If I asked you to place a bet on something safer than Volkswagen's future in the car industry, it would be the adoption of electric vehicles on road and on racetracks. My articles focus on the current transition manufacturers are showcasing from human-driven gasoline vehicles to autonomous electric prototypes. Now you don't have to be a rocket scientist to predict that electric cars have become a necessity amidst rising global temperatures and changing weather patterns. E-mobility is a reality of the future all petrol heads will have to accept.
Over the last few months, I have written articles on how electrification will add a whole new dimension to the way people travel. I have also spoken to a number of my friends about electric vehicles and how they feel about the trolley problem. It is worth noting that I hadn't had the chance to be in any electric vehicle to see how the car feels and if it really is much different to drive compared to our beloved gasoline vehicles. My recent vacation however changed that.
I spent a week in Mumbai before travelling to Goa for a vacation which was long due. Now, it isn't very hard to distract me with cars. If you've seen how fixated a chimpanzee is while looking at a screen, you can imagine me doing the same with any car that looks even slightly out of the ordinary. I was deep into judging an overly modified Hyundai hatchback when I saw a Tesla Model S right behind it. Once they were out of sight, I learnt about a go karting track nearby. Unsurprisingly, we found ourselves standing outside the track in the next few minutes.
My first ever track event!
The hub was called Smash. It had everything from laser tag, 10 pin bowling, virtual cricket to arcade games. But all I was interested in were the electric karts going around the 430 Meter circuit. I have seen enough videos on how to take an apex, the braking line and the fundamentals of racing. While I stood there waiting for my turn and observing other participants, my heart was racing. A board told us about the cars and the track.
The first heat had 6 drivers. The organisers explained the rules and mentioned that if we finished any lap within 42 seconds, the top speed of the cars would increase. Furthermore, if we lapped within 40 seconds, our beers would be on the house. We had a total of 8 minutes before the batteries died. The goal now was simple.
I took a couple of laps to understand the car and the circuit. The steering was almost impossible. The kart would go into a massive drift if I braked too hard. The acceleration on that weightless cart was intoxicating. It was time to let loose. I zoomed past a couple of cars before I found myself stuck behind the first car who had sworn to not let me through.
Our allotted time flew by. As I entered the pit and tried to get out of the car, all I could think of was if I had come close to getting unlimited beers. The time to beat was 40 seconds. My fastest lap was 1:03:59. The car in front did a 1:06:92.
That moment was both embarrassing and funny. In the hope that it really was the car in front who had ruined our lap times. We decided to go for a second run.

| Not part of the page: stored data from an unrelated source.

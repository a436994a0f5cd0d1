use super::{ContainerRuntime, ResolveError};
use crate::config::TlsMaterial;
use crate::types::{ContainerPort, PortTable, Protocol};
use anyhow::{anyhow, Context, Result};
use async_trait::async_trait;
use bollard::container::{InspectContainerOptions, ListContainersOptions};
use bollard::models::{ContainerInspectResponse, ContainerSummary, PortTypeEnum};
use bollard::{Docker, API_DEFAULT_VERSION};
use log::{debug, info};
use serde::{Deserialize, Serialize};
use std::time::Duration;

/// How the tracked container is located on each iteration.
#[derive(Debug, Clone, Copy, PartialEq, Eq, Default, Serialize, Deserialize, clap::ValueEnum)]
#[serde(rename_all = "lowercase")]
pub enum Lookup {
    /// Inspect the container directly by ID or name.
    #[default]
    Inspect,
    /// List running containers and pick the one matching the reference.
    Scan,
}

pub struct DockerRuntime {
    docker: Docker,
    lookup: Lookup,
}

impl DockerRuntime {
    /// Builds a client for `endpoint`.  No request is made here, so an
    /// unreachable daemon only shows up on the first iteration.
    pub fn connect(
        endpoint: &str,
        tls: Option<&TlsMaterial>,
        timeout: Duration,
        lookup: Lookup,
    ) -> Result<Self> {
        let timeout = timeout.as_secs().max(1);
        let connected = if endpoint.starts_with("unix://") {
            Docker::connect_with_unix(endpoint, timeout, API_DEFAULT_VERSION)
        } else if let Some(tls) = tls {
            info!("Using TLS material from {}", tls.dir.display());
            Docker::connect_with_ssl(
                endpoint,
                &tls.key,
                &tls.cert,
                &tls.ca,
                timeout,
                API_DEFAULT_VERSION,
            )
        } else if endpoint.starts_with("https://") {
            return Err(anyhow!(
                "Docker endpoint {} requires TLS but DOCKER_CERT_PATH is not set",
                endpoint
            ));
        } else {
            Docker::connect_with_http(endpoint, timeout, API_DEFAULT_VERSION)
        };
        let docker = connected
            .with_context(|| format!("Failed to create Docker client for {}", endpoint))?;

        Ok(Self { docker, lookup })
    }

    async fn inspect(&self, container: &str) -> Result<PortTable, ResolveError> {
        let detail = self
            .docker
            .inspect_container(container, None::<InspectContainerOptions>)
            .await
            .map_err(|e| runtime_error(container, e))?;
        ports_from_inspect(container, &detail)
    }

    async fn scan(&self, container: &str) -> Result<PortTable, ResolveError> {
        let opts = ListContainersOptions::<String> {
            all: false,
            ..Default::default()
        };
        let containers = self
            .docker
            .list_containers(Some(opts))
            .await
            .map_err(|e| runtime_error(container, e))?;

        let summary = select_container(&containers, container)
            .ok_or_else(|| ResolveError::ContainerNotFound(container.to_string()))?;
        Ok(ports_from_summary(summary))
    }
}

#[async_trait]
impl ContainerRuntime for DockerRuntime {
    async fn port_table(&self, container: &str) -> Result<PortTable, ResolveError> {
        let table = match self.lookup {
            Lookup::Inspect => self.inspect(container).await?,
            Lookup::Scan => self.scan(container).await?,
        };
        if table.is_empty() {
            debug!("Container {} publishes no ports", container);
        } else {
            debug!("Container {} has {} port bindings", container, table.len());
        }
        Ok(table)
    }
}

fn runtime_error(container: &str, err: bollard::errors::Error) -> ResolveError {
    match err {
        bollard::errors::Error::DockerResponseServerError {
            status_code: 404, ..
        } => ResolveError::ContainerNotFound(container.to_string()),
        other => ResolveError::Runtime(other.to_string()),
    }
}

/// Builds the port table from `NetworkSettings.Ports`.  Keys are visited
/// in sorted order; bindings under one key keep the daemon's order.
fn ports_from_inspect(
    container: &str,
    detail: &ContainerInspectResponse,
) -> Result<PortTable, ResolveError> {
    let settings = detail
        .network_settings
        .as_ref()
        .ok_or_else(|| ResolveError::NoNetworkSettings(container.to_string()))?;

    let mut table = PortTable::default();
    let Some(ports) = &settings.ports else {
        return Ok(table);
    };

    let mut keys: Vec<&String> = ports.keys().collect();
    keys.sort();
    for key in keys {
        let internal: ContainerPort = match key.parse() {
            Ok(p) => p,
            Err(e) => {
                debug!("Skipping port key {} on {}: {}", key, container, e);
                continue;
            }
        };
        // `None` means the port is exposed but not published.
        for binding in ports.get(key).into_iter().flatten().flatten() {
            table.push(internal, binding.host_port.clone().unwrap_or_default());
        }
    }
    Ok(table)
}

/// Resolves `reference` the way the daemon does: exact ID, then exact
/// name, then an ID prefix shared by exactly one container.
fn select_container<'a>(
    containers: &'a [ContainerSummary],
    reference: &str,
) -> Option<&'a ContainerSummary> {
    fn id_of(c: &ContainerSummary) -> &str {
        c.id.as_deref().unwrap_or_default()
    }

    let name = reference.trim_start_matches('/');
    if name.is_empty() {
        return None;
    }

    if let Some(c) = containers.iter().find(|c| id_of(c) == reference) {
        return Some(c);
    }
    if let Some(c) = containers
        .iter()
        .find(|c| c.names.iter().flatten().any(|n| n.trim_start_matches('/') == name))
    {
        return Some(c);
    }
    let mut prefixed = containers.iter().filter(|c| id_of(c).starts_with(reference));
    match (prefixed.next(), prefixed.next()) {
        (Some(c), None) => Some(c),
        (Some(_), Some(_)) => {
            debug!("ID prefix {} is ambiguous", reference);
            None
        }
        _ => None,
    }
}

fn ports_from_summary(summary: &ContainerSummary) -> PortTable {
    let mut table = PortTable::default();
    for port in summary.ports.iter().flatten() {
        let Some(public) = port.public_port else {
            continue;
        };
        let protocol = match port.typ {
            Some(PortTypeEnum::UDP) => Protocol::Udp,
            Some(PortTypeEnum::SCTP) => Protocol::Sctp,
            _ => Protocol::Tcp,
        };
        let internal = ContainerPort {
            port: port.private_port,
            protocol,
        };
        table.push(internal, public.to_string());
    }
    table
}
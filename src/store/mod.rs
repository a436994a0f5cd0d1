//! Coordination store access.
//!
//! The daemon needs three things from the store: a write with a TTL,
//! directory creation for the ancestors of the key, and a membership
//! refresh so a moved or resized cluster is still reachable.

use std::fmt;

use async_trait::async_trait;
use log::debug;

pub mod etcd;
#[cfg(test)]
pub(crate) mod memory;

pub use etcd::EtcdStore;

#[derive(Debug, thiserror::Error)]
pub enum StoreError {
    #[error("no store peer reachable: {0}")]
    Unreachable(String),
    #[error("store error {code}: {message} ({cause})")]
    Api {
        code: u64,
        message: String,
        cause: String,
    },
    #[error("unexpected store response: {0}")]
    Protocol(String),
    #[error("cluster reported no client URLs")]
    NoMembers,
}

/// Result of a directory creation request.
#[derive(Debug, Clone, Copy, PartialEq, Eq)]
pub enum DirStatus {
    Created,
    Existing,
}

#[async_trait]
pub trait CoordinationStore: Send {
    /// Refresh the known peer list from the cluster itself.
    async fn sync_cluster(&mut self) -> Result<(), StoreError>;

    /// Create `dir`.  An existing directory is reported, not an error.
    async fn create_dir(&mut self, dir: &str) -> Result<DirStatus, StoreError>;

    /// Write `value` at `key`, expiring after `ttl` seconds.
    async fn set(&mut self, key: &str, value: &str, ttl: u64) -> Result<(), StoreError>;
}

#[derive(Debug, Clone, PartialEq, Eq, thiserror::Error)]
#[error("store key `{0}` has no leaf segment")]
pub struct EmptyKey(String);

/// A normalized slash-delimited store key: a leading `/`, no empty or
/// trailing segments.
#[derive(Debug, Clone, PartialEq, Eq)]
pub struct KeyPath {
    segments: Vec<String>,
}

impl KeyPath {
    pub fn parse(raw: &str) -> Result<Self, EmptyKey> {
        let segments: Vec<String> = raw
            .split('/')
            .filter(|s| !s.is_empty())
            .map(String::from)
            .collect();
        if segments.is_empty() {
            return Err(EmptyKey(raw.to_string()));
        }
        Ok(Self { segments })
    }

    /// Every directory above the leaf, shallowest first.  The root is
    /// implicit and never listed.
    pub fn ancestors(&self) -> Vec<String> {
        let mut dirs = Vec::with_capacity(self.segments.len().saturating_sub(1));
        let mut path = String::new();
        for segment in &self.segments[..self.segments.len() - 1] {
            path.push('/');
            path.push_str(segment);
            dirs.push(path.clone());
        }
        dirs
    }
}

impl fmt::Display for KeyPath {
    fn fmt(&self, f: &mut fmt::Formatter<'_>) -> fmt::Result {
        for segment in &self.segments {
            write!(f, "/{}", segment)?;
        }
        Ok(())
    }
}

/// Ensure every ancestor directory of `key` exists.  Stops at the first
/// directory that cannot be created.
pub async fn materialize_path<S>(store: &mut S, key: &KeyPath) -> Result<(), StoreError>
where
    S: CoordinationStore + ?Sized,
{
    for dir in key.ancestors() {
        if store.create_dir(&dir).await? == DirStatus::Created {
            debug!("Created directory {}", dir);
        }
    }
    Ok(())
}
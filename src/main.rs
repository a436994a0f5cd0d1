//! Remora daemon entry point.
//!
//! Tracks one container port and keeps `host:port` alive in etcd under a
//! TTL for as long as the process runs.

use log::{error, info, warn};
use rand::rngs::StdRng;
use rand::SeedableRng;
use tokio::signal;

mod config;
mod publisher;
mod runtime;
mod scheduler;
mod store;
mod types;

use config::Config;
use publisher::Publisher;
use runtime::DockerRuntime;
use scheduler::Scheduler;
use store::EtcdStore;

#[tokio::main]
async fn main() -> anyhow::Result<()> {
    // Initialize logging
    env_logger::Builder::from_env(env_logger::Env::default().default_filter_or("info")).init();

    // Load configuration
    let cfg = Config::load()?;
    info!("Starting remora with config: {:?}", cfg);

    let ttl = cfg.ttl_seconds();
    if ttl <= cfg.interval.as_secs() {
        warn!(
            "TTL of {}s does not exceed the {:?} interval; the key may lapse between writes",
            ttl, cfg.interval
        );
    }

    // Container runtime (Docker)
    let tls = cfg.docker_tls();
    let runtime = DockerRuntime::connect(
        &cfg.docker_host,
        tls.as_ref(),
        cfg.request_timeout,
        cfg.lookup,
    )
    .inspect_err(|e| error!("{:#}", e))?;

    // Coordination store (etcd)
    let store = EtcdStore::new(&cfg.etcd_peers, cfg.request_timeout)
        .inspect_err(|e| error!("{:#}", e))?;
    info!("Publishing to etcd peers {:?}", store.peers());

    let publisher = Publisher::new(store, cfg.host_ip.clone(), cfg.encoding, ttl);
    let mut scheduler = Scheduler::new(runtime, publisher, &cfg, StdRng::from_entropy())?;

    info!(
        "Tracking port {} of container {} at {}",
        cfg.container_port, cfg.container, cfg.key
    );

    // The key is left to expire through its TTL.
    tokio::select! {
        _ = scheduler.run() => {}
        res = signal::ctrl_c() => match res {
            Ok(()) => info!("Received Ctrl+C, shutting down..."),
            Err(err) => error!("Unable to listen for shutdown signal: {}", err),
        },
    }

    info!("Shutdown complete.");
    Ok(())
}
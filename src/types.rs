//! Data structures used throughout the remora daemon.
//!
//! A port table is rebuilt from the container runtime on every
//! iteration and the resulting [`PublishedRecord`] is written to the
//! coordination store.  Nothing here outlives a single iteration.

use std::fmt;
use std::str::FromStr;

use serde::{Deserialize, Serialize};

/// Transport protocol of a container port.  Docker reports it as the
/// suffix of the port key, e.g. `80/tcp`.
#[derive(Debug, Clone, Copy, PartialEq, Eq, Default, Serialize, Deserialize)]
#[serde(rename_all = "lowercase")]
pub enum Protocol {
    #[default]
    Tcp,
    Udp,
    Sctp,
}

impl fmt::Display for Protocol {
    fn fmt(&self, f: &mut fmt::Formatter<'_>) -> fmt::Result {
        let s = match self {
            Protocol::Tcp => "tcp",
            Protocol::Udp => "udp",
            Protocol::Sctp => "sctp",
        };
        f.write_str(s)
    }
}

impl FromStr for Protocol {
    type Err = PortParseError;

    fn from_str(s: &str) -> Result<Self, Self::Err> {
        match s.to_ascii_lowercase().as_str() {
            "tcp" => Ok(Protocol::Tcp),
            "udp" => Ok(Protocol::Udp),
            "sctp" => Ok(Protocol::Sctp),
            other => Err(PortParseError::Protocol(other.to_string())),
        }
    }
}

#[derive(Debug, Clone, PartialEq, Eq, thiserror::Error)]
pub enum PortParseError {
    #[error("invalid port number `{0}`")]
    Number(String),
    #[error("unknown protocol `{0}`")]
    Protocol(String),
}

/// A container-internal port, optionally qualified by transport.
/// `"80"` and `"80/tcp"` are the same port.
#[derive(Debug, Clone, Copy, PartialEq, Eq, Serialize, Deserialize)]
#[serde(try_from = "PortSpec", into = "String")]
pub struct ContainerPort {
    pub port: u16,
    pub protocol: Protocol,
}

impl ContainerPort {
    pub fn tcp(port: u16) -> Self {
        Self {
            port,
            protocol: Protocol::Tcp,
        }
    }
}

impl fmt::Display for ContainerPort {
    fn fmt(&self, f: &mut fmt::Formatter<'_>) -> fmt::Result {
        write!(f, "{}/{}", self.port, self.protocol)
    }
}

impl FromStr for ContainerPort {
    type Err = PortParseError;

    fn from_str(s: &str) -> Result<Self, Self::Err> {
        let s = s.trim();
        let (number, protocol) = match s.split_once('/') {
            Some((number, proto)) => (number, proto.parse()?),
            None => (s, Protocol::default()),
        };
        let port = number
            .parse::<u16>()
            .ok()
            .filter(|p| *p > 0)
            .ok_or_else(|| PortParseError::Number(number.to_string()))?;
        Ok(Self { port, protocol })
    }
}

impl From<ContainerPort> for String {
    fn from(port: ContainerPort) -> Self {
        port.to_string()
    }
}

/// Config files may spell the port as a bare number or as `port/proto`.
#[derive(Deserialize)]
#[serde(untagged)]
enum PortSpec {
    Number(u16),
    Text(String),
}

impl TryFrom<PortSpec> for ContainerPort {
    type Error = PortParseError;

    fn try_from(spec: PortSpec) -> Result<Self, Self::Error> {
        match spec {
            PortSpec::Number(0) => Err(PortParseError::Number("0".into())),
            PortSpec::Number(port) => Ok(ContainerPort::tcp(port)),
            PortSpec::Text(text) => text.parse(),
        }
    }
}

/// One row of a container's port table.  The external side is kept as
/// the raw string the runtime reported so malformed values can be logged.
#[derive(Debug, Clone, PartialEq, Eq)]
pub struct PortBinding {
    pub internal: ContainerPort,
    pub external: String,
}

/// A resolved (internal, external) pair.
#[derive(Debug, Clone, Copy, PartialEq, Eq)]
pub struct PortMapping {
    pub internal: ContainerPort,
    pub external: u16,
}

/// The outcome of looking up one internal port in a [`PortTable`].
#[derive(Debug, Clone, PartialEq, Eq)]
pub enum PortLookup {
    Found(PortMapping),
    NotBound,
    Malformed(String),
}

/// Port bindings of a single container in the order the runtime
/// reported them.
#[derive(Debug, Clone, Default, PartialEq, Eq)]
pub struct PortTable {
    bindings: Vec<PortBinding>,
}

impl PortTable {
    pub fn push(&mut self, internal: ContainerPort, external: impl Into<String>) {
        self.bindings.push(PortBinding {
            internal,
            external: external.into(),
        });
    }

    pub fn len(&self) -> usize {
        self.bindings.len()
    }

    pub fn is_empty(&self) -> bool {
        self.bindings.is_empty()
    }

    /// Finds the first binding for `target`.  Later bindings for the same
    /// port (e.g. the IPv6 twin of an IPv4 binding) are ignored.
    pub fn lookup(&self, target: &ContainerPort) -> PortLookup {
        let Some(binding) = self.bindings.iter().find(|b| b.internal == *target) else {
            return PortLookup::NotBound;
        };
        match binding.external.trim().parse::<u16>() {
            Ok(external) if external > 0 => PortLookup::Found(PortMapping {
                internal: binding.internal,
                external,
            }),
            _ => PortLookup::Malformed(binding.external.clone()),
        }
    }
}

/// How a [`PublishedRecord`] is rendered into the store value.
#[derive(Debug, Clone, Copy, PartialEq, Eq, Default, Serialize, Deserialize)]
#[serde(rename_all = "lowercase")]
pub enum Encoding {
    /// `host:port`
    #[default]
    Plain,
    /// `{"host":"...","port":N}`
    Json,
}

/// The value written to the coordination store.
#[derive(Debug, Clone, PartialEq, Eq, Serialize, Deserialize)]
pub struct PublishedRecord {
    pub host: String,
    pub port: u16,
}

impl PublishedRecord {
    pub fn new(host: impl Into<String>, port: u16) -> Self {
        Self {
            host: host.into(),
            port,
        }
    }

    pub fn encode(&self, encoding: Encoding) -> serde_json::Result<String> {
        match encoding {
            Encoding::Plain => Ok(self.to_string()),
            Encoding::Json => serde_json::to_string(self),
        }
    }
}

impl fmt::Display for PublishedRecord {
    fn fmt(&self, f: &mut fmt::Formatter<'_>) -> fmt::Result {
        write!(f, "{}:{}", self.host, self.port)
    }
}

I made sure I was sitting in the first of the available cars. The organisers explained the rules again. We left the pit. The cars positioned themselves on the grid waiting for the lights to go green. I sat there, taking in every moment of my first ever race. As I turned to look at my friend through the helmet, we knew we had to get those free beers. The scene in my head was that of a Fast and Furious movie. I wanted to hear the V8 scream and pressed the accelerator and BOOM, heard nothing. Reality check, electric batteries don't do much to hype the sensation of being in a race for sure.
The lights turned green. All the karts took off. There was no time to waste. I know the car and the track. I know the turns and the apexes I had to take. On my 3rd lap, I could feel the car had more speed on the straights. I knew I had touched the 42 second mark. It was time to break the 40 second record. I could taste the beer and kept pushing. Our allotted time flew by. Helmets off, jumped out of the car to run to the screen. My best lap was 40:48 while averaging 41:97. My friend did a 40:89 while averaging 41:90.
We didn't qualify for the free beers. That wasn't enough to kill the adrenaline the karts gave me. After the race, I was sweaty, my arms were sore and my legs were cramping. It made me appreciate the effort put in by professional racers who spend hours on the track.
Was this race enough to make me an electro-head?
We did another go-karting session in Goa in traditional diesel karts on a bigger circuit. I can tell you beyond any doubt that the electric go-karts were much more fun to drive and less likely to make you feel like they would explode.
Let me end this article by saying that if I was on a drag strip and heard nothing when I revved the engine, I would be utterly disappointed. While I still try and establish my place in the magical haven of cars, I would to like my first race on track to be in a car with no less than 8 cylinders. The soundtrack that sends chills down my spine and makes every strand of hair jump up, every single time.
An electric future is the necessity. A petrol present however, is love.